Un pacte épouvantail de la globalisation

Des «gilets jaunes» allemands réunis sous la bannière du mouvement Pegida à Berlin ont véhiculé le même type de message, exigeant la démission de la chancelière Angela Merkel, laquelle s’était distinguée en autorisant l’arrivée sur sol allemand d’un million de migrants de Syrie en 2015. L’onde de choc ne s’arrête pas là. Si Budapest a tout de suite exprimé son opposition au pacte onusien, d’autres pays de l’Europe de l’Est et du centre ont suivi: la Bulgarie, la Pologne, la République tchèque et l’Autriche. En Slovaquie, le ministre des Affaires étrangères, qui soutenait le pacte, a démissionné face au refus de son gouvernement.

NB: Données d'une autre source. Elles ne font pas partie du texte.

//! Free-tier limits, subscriptions and payment provider webhooks

use super::success;
use crate::app::SharedState;
use crate::error::ApiResult;
use crate::extract::{CurrentUser, Payload};
use axum::Json;
use axum::body::Bytes;
use axum::extract::{Path, State};
use axum::http::HeaderMap;
use chrono::Utc;
use serde::{Deserialize, Serialize};
use serde_json::Value;
use taskboard_core::billing::verify_webhook_signature;
use taskboard_core::{Error, LimitStatus, WebhookEvent};

/// Header carrying the provider's `t=…,v1=…` signature
pub const SIGNATURE_HEADER: &str = "stripe-signature";

#[derive(Debug, Deserialize)]
#[serde(rename_all = "camelCase")]
pub struct CheckoutRequest {
    #[serde(default)]
    user_id: String,
    #[serde(default)]
    user_email: String,
    #[serde(default)]
    org_id: String,
}

#[derive(Debug, Serialize)]
#[serde(rename_all = "camelCase")]
pub struct SubscriptionStatus {
    is_valid: bool,
}

pub async fn limit(
    State(state): State<SharedState>,
    Path(org_id): Path<String>,
) -> Json<LimitStatus> {
    Json(state.taskboard.limit_status(&org_id))
}

pub async fn subscription(
    State(state): State<SharedState>,
    Path(org_id): Path<String>,
) -> Json<SubscriptionStatus> {
    Json(SubscriptionStatus {
        is_valid: state.taskboard.is_subscribed(&org_id),
    })
}

/// Checkout URL for a new subscription, or the billing portal for an
/// existing customer
pub async fn checkout(
    State(state): State<SharedState>,
    CurrentUser(_): CurrentUser,
    Payload(req): Payload<CheckoutRequest>,
) -> ApiResult<Json<Value>> {
    let url = state
        .taskboard
        .start_checkout(state.gateway.as_ref(), &req.user_id, &req.user_email, &req.org_id)
        .await?;
    success("Redirecting to billing", "url", url)
}

pub async fn webhook(
    State(state): State<SharedState>,
    headers: HeaderMap,
    body: Bytes,
) -> ApiResult<Json<Value>> {
    if let Some(secret) = &state.webhook_secret {
        let signature = headers
            .get(SIGNATURE_HEADER)
            .and_then(|v| v.to_str().ok())
            .ok_or_else(|| Error::bad_request("Webhook signature is missing"))?;
        let tolerance = state.taskboard.config().billing.webhook_tolerance_secs;
        verify_webhook_signature(&body, signature, secret, Utc::now(), tolerance)?;
    }

    let event = WebhookEvent::parse(&body)?;
    tracing::info!("Webhook event {}", event.event_type);
    let subscription = state
        .taskboard
        .handle_webhook_event(state.gateway.as_ref(), &event)
        .await?;
    success("Webhook handled!", "subscription", subscription)
}
//! Card operations

use crate::audit::{Action, Actor, AuditEvent, Entity, EntityType};
use crate::id::CARD_PREFIX;
use crate::model::{Card, copy_title};
use crate::ordering::{self, OrderUpdate};
use crate::service::{Taskboard, optional, required};
use crate::store::Collections;
use crate::{Error, Result};

impl Taskboard {
    /// Append a card at the end of a list
    pub fn create_card(
        &self,
        actor: &Actor,
        list_id: &str,
        title: &str,
        description: Option<String>,
    ) -> Result<Card> {
        let list_id = required(list_id, "listId")?;
        let title = required(title, "title")?;

        let card = self.store().write(|db| {
            let org_id = list_org(db, &list_id)?;

            let order = ordering::next_order(db.cards_of(&list_id).len());
            let id = db.fresh_id(CARD_PREFIX, |db, id| db.cards.contains_key(id));
            let card = Card::new(id, list_id.clone(), title, description, order);
            db.cards.insert(card.id.clone(), card.clone());
            db.append_log(
                actor,
                AuditEvent::new(
                    Action::Create,
                    org_id,
                    Entity::new(&card.id, EntityType::Card, &card.title),
                ),
            );
            Ok(card)
        })?;

        tracing::info!("Created card {} at order {} in {}", card.id, card.order, card.list_id);
        Ok(card)
    }

    /// Edit title and/or description
    pub fn update_card(
        &self,
        actor: &Actor,
        card_id: &str,
        title: Option<String>,
        description: Option<String>,
    ) -> Result<Card> {
        let title = optional(title, "title")?;
        if title.is_none() && description.is_none() {
            return Err(Error::bad_request("Nothing to update"));
        }

        self.store().write(|db| {
            let list_id = db
                .cards
                .get(card_id)
                .map(|c| c.list_id.clone())
                .ok_or_else(|| Error::not_found("Card not found!"))?;
            let org_id = list_org(db, &list_id)?;

            let Some(card) = db.cards.get_mut(card_id) else {
                return Err(Error::not_found("Card not found!"));
            };
            card.edit(title, description);
            let card = card.clone();

            db.append_log(
                actor,
                AuditEvent::new(
                    Action::Update,
                    org_id,
                    Entity::new(&card.id, EntityType::Card, &card.title),
                ),
            );
            Ok(card)
        })
    }

    /// Apply new orders to cards of one list as one batch
    pub fn reorder_cards(&self, list_id: &str, updates: &[OrderUpdate]) -> Result<Vec<Card>> {
        let list_id = required(list_id, "listId")?;

        let cards = self.store().write(|db| {
            if !db.lists.contains_key(&list_id) {
                return Err(Error::not_found("List not found!"));
            }
            let siblings = db.cards_of(&list_id);
            let plan = ordering::plan_reorder(&siblings, updates)?;
            tracing::debug!("Reordering {} of {} cards in {}", plan.len(), siblings.len(), list_id);

            db.apply_card_placements(&plan);
            Ok(db.cards_of(&list_id))
        })?;

        tracing::info!("Reordered cards in {}", list_id);
        Ok(cards)
    }

    /// Move a card into another list of the same board
    ///
    /// `dest_updates` is the full destination after the move, including the
    /// moved card. The source list keeps its orders until it is resubmitted
    /// through [`Taskboard::reorder_cards`]. Without `card_id` the moved card
    /// is the single destination entry that currently lives in the source.
    pub fn move_card(
        &self,
        source_id: &str,
        dest_id: &str,
        card_id: Option<&str>,
        dest_updates: &[OrderUpdate],
    ) -> Result<Vec<Card>> {
        let source_id = required(source_id, "sourceId")?;
        let dest_id = required(dest_id, "destId")?;
        if source_id == dest_id {
            return self.reorder_cards(&dest_id, dest_updates);
        }

        let cards = self.store().write(|db| {
            let source = db
                .lists
                .get(&source_id)
                .ok_or_else(|| Error::not_found("Source list not found!"))?;
            let dest = db
                .lists
                .get(&dest_id)
                .ok_or_else(|| Error::not_found("Destination list not found!"))?;
            if source.board_id != dest.board_id {
                return Err(Error::bad_request(
                    "Cards can only move between lists of the same board",
                ));
            }

            let moving = match card_id {
                Some(id) => db
                    .cards
                    .get(id)
                    .filter(|c| c.list_id == source_id)
                    .cloned()
                    .ok_or_else(|| Error::not_found("Card not found!"))?,
                None => moved_card(db, &source_id, dest_updates)?,
            };

            let plan = ordering::plan_move(&db.cards_of(&dest_id), &moving, dest_updates)?;
            tracing::debug!(
                "Moving {} from {} to {} ({} placements)",
                moving.id,
                source_id,
                dest_id,
                plan.len()
            );
            for placement in &plan {
                if let Some(card) = db.cards.get_mut(&placement.id) {
                    card.place(&dest_id, placement.order);
                }
            }
            Ok(db.cards_of(&dest_id))
        })?;

        tracing::info!("Moved card from {} to {}", source_id, dest_id);
        Ok(cards)
    }

    /// Duplicate a card right after its source in the same list
    pub fn copy_card(
        &self,
        actor: &Actor,
        card_id: &str,
        title: Option<String>,
        description: Option<String>,
    ) -> Result<Card> {
        let title = optional(title, "title")?;

        let card = self.store().write(|db| {
            let source = db
                .cards
                .get(card_id)
                .cloned()
                .ok_or_else(|| Error::not_found("Card not found!"))?;
            let org_id = list_org(db, &source.list_id)?;

            let (shift, slot) = ordering::plan_insert_after(&db.cards_of(&source.list_id), source.order);
            db.apply_card_placements(&shift);

            let id = db.fresh_id(CARD_PREFIX, |db, id| db.cards.contains_key(id));
            let card = Card::new(
                id,
                source.list_id.clone(),
                copy_title(title.as_deref().unwrap_or(&source.title)),
                description.or(source.description),
                slot,
            );
            db.cards.insert(card.id.clone(), card.clone());
            db.append_log(
                actor,
                AuditEvent::new(
                    Action::Create,
                    org_id,
                    Entity::new(&card.id, EntityType::Card, &card.title),
                ),
            );
            Ok(card)
        })?;

        tracing::info!("Copied card {} to {}", card_id, card.id);
        Ok(card)
    }

    /// Delete a card of `org_id` and close the gap in its list
    pub fn delete_card(&self, actor: &Actor, card_id: &str, org_id: &str) -> Result<Card> {
        let deleted = self.store().write(|db| {
            let list_id = db
                .cards
                .get(card_id)
                .map(|c| c.list_id.clone())
                .ok_or_else(|| Error::not_found("Card not found!"))?;
            let owner = list_org(db, &list_id)?;
            if owner != org_id {
                return Err(Error::not_found("Card not found!"));
            }

            let Some(card) = db.cards.remove(card_id) else {
                return Err(Error::not_found("Card not found!"));
            };
            let plan = ordering::plan_compaction(&db.cards_of(&card.list_id), card.order);
            db.apply_card_placements(&plan);

            db.append_log(
                actor,
                AuditEvent::new(
                    Action::Delete,
                    owner,
                    Entity::new(&card.id, EntityType::Card, &card.title),
                ),
            );
            Ok(card)
        })?;

        tracing::info!("Deleted card {} from {}", deleted.id, deleted.list_id);
        Ok(deleted)
    }
}

/// Organization owning a list through its board
fn list_org(db: &Collections, list_id: &str) -> Result<String> {
    let list = db
        .lists
        .get(list_id)
        .ok_or_else(|| Error::not_found("List not found!"))?;
    db.org_of_list(list)
        .map(str::to_string)
        .ok_or_else(|| Error::not_found("Board not found!"))
}

/// The one destination entry that still lives in the source list
fn moved_card(db: &Collections, source_id: &str, updates: &[OrderUpdate]) -> Result<Card> {
    let mut from_source = updates
        .iter()
        .filter_map(|u| db.cards.get(&u.id))
        .filter(|c| c.list_id == source_id);

    match (from_source.next(), from_source.next()) {
        (Some(card), None) => Ok(card.clone()),
        (None, _) => Err(Error::bad_request(
            "Moved card is missing from the destination order",
        )),
        (Some(_), Some(_)) => Err(Error::bad_request(
            "Only one card can move between lists at a time",
        )),
    }
}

En Italie, le ministre de l’Intérieur et chef de file du parti d’extrême droite de la Lega, Matteo Salvini, a été catégorique: «Le gouvernement italien, comme les Suisses qui ont porté à bout de bras le pacte avant de faire marche arrière, ne signera rien et n’ira pas à Marrakech. C’est le parlement qui devra en débattre.» Le pacte est devenu une sorte d’épouvantail de la globalisation dont se sont saisis les mouvements populistes et extrémistes. La bataille symbolise celle qui oppose désormais violemment les élites globalisées et les populations qui estiment subir la mondialisation.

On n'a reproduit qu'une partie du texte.